Give the number of lines in these entries that contain "BottomLeft", and nothing more.

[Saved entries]
»»

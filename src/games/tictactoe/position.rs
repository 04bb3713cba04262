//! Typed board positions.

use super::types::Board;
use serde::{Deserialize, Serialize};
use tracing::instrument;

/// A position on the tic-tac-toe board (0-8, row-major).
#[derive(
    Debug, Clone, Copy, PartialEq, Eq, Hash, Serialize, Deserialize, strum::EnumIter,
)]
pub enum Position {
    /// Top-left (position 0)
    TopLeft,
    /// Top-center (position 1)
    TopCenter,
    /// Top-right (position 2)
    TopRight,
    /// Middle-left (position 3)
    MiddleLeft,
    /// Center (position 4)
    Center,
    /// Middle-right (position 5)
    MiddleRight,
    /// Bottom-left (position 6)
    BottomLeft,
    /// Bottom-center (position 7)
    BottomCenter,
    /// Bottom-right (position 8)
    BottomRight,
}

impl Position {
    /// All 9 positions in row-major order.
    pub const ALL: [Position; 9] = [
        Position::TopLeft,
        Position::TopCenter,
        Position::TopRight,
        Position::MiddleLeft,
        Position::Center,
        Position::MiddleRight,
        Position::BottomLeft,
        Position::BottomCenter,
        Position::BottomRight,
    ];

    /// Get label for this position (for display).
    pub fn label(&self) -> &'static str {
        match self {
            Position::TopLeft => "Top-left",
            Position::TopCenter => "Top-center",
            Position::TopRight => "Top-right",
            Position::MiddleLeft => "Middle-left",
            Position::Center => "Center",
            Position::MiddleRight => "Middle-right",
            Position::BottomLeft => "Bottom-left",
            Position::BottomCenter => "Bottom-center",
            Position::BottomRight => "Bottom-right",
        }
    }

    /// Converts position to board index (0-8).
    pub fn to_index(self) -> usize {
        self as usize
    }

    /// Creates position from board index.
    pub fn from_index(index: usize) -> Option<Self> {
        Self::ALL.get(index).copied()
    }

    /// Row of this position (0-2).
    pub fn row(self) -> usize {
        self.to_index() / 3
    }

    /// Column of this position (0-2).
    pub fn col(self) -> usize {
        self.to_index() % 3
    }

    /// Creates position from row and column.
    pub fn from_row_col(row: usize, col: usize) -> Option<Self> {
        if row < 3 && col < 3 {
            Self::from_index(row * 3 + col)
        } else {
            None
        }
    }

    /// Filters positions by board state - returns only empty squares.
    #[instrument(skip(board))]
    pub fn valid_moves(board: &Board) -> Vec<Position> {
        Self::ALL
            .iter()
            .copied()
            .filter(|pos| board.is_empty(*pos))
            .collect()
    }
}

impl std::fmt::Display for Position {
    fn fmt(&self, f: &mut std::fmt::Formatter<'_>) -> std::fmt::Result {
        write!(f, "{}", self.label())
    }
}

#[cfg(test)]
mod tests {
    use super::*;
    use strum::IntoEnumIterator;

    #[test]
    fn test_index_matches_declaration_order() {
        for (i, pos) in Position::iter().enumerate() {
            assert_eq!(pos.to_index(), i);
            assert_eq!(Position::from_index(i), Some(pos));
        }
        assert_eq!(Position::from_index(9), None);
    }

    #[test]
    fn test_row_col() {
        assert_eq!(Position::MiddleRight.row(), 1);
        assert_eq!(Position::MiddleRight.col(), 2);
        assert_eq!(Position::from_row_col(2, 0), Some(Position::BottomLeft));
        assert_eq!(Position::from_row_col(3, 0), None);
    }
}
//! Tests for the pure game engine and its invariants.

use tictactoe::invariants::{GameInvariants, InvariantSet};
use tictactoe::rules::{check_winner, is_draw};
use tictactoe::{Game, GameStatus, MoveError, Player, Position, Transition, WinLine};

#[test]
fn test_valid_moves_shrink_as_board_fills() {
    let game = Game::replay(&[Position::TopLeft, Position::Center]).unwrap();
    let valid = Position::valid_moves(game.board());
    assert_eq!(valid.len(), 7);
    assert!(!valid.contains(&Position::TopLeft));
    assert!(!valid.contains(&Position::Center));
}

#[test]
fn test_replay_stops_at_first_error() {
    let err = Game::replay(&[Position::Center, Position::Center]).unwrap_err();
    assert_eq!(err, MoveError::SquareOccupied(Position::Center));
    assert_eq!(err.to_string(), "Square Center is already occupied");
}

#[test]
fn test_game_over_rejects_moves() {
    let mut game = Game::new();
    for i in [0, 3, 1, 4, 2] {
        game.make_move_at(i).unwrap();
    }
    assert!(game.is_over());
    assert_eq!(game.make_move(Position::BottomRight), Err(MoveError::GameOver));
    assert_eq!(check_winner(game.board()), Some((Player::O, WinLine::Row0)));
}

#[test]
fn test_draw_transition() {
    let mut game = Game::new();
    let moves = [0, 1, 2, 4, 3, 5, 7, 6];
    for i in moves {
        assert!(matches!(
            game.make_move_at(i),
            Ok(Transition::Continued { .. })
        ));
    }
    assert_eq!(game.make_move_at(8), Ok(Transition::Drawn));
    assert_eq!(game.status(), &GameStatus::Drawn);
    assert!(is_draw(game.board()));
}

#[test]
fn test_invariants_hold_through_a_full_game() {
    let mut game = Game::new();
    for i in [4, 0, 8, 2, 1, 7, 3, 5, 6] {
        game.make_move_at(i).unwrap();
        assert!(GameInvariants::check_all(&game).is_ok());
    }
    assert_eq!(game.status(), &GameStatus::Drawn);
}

««

Exercise output: 4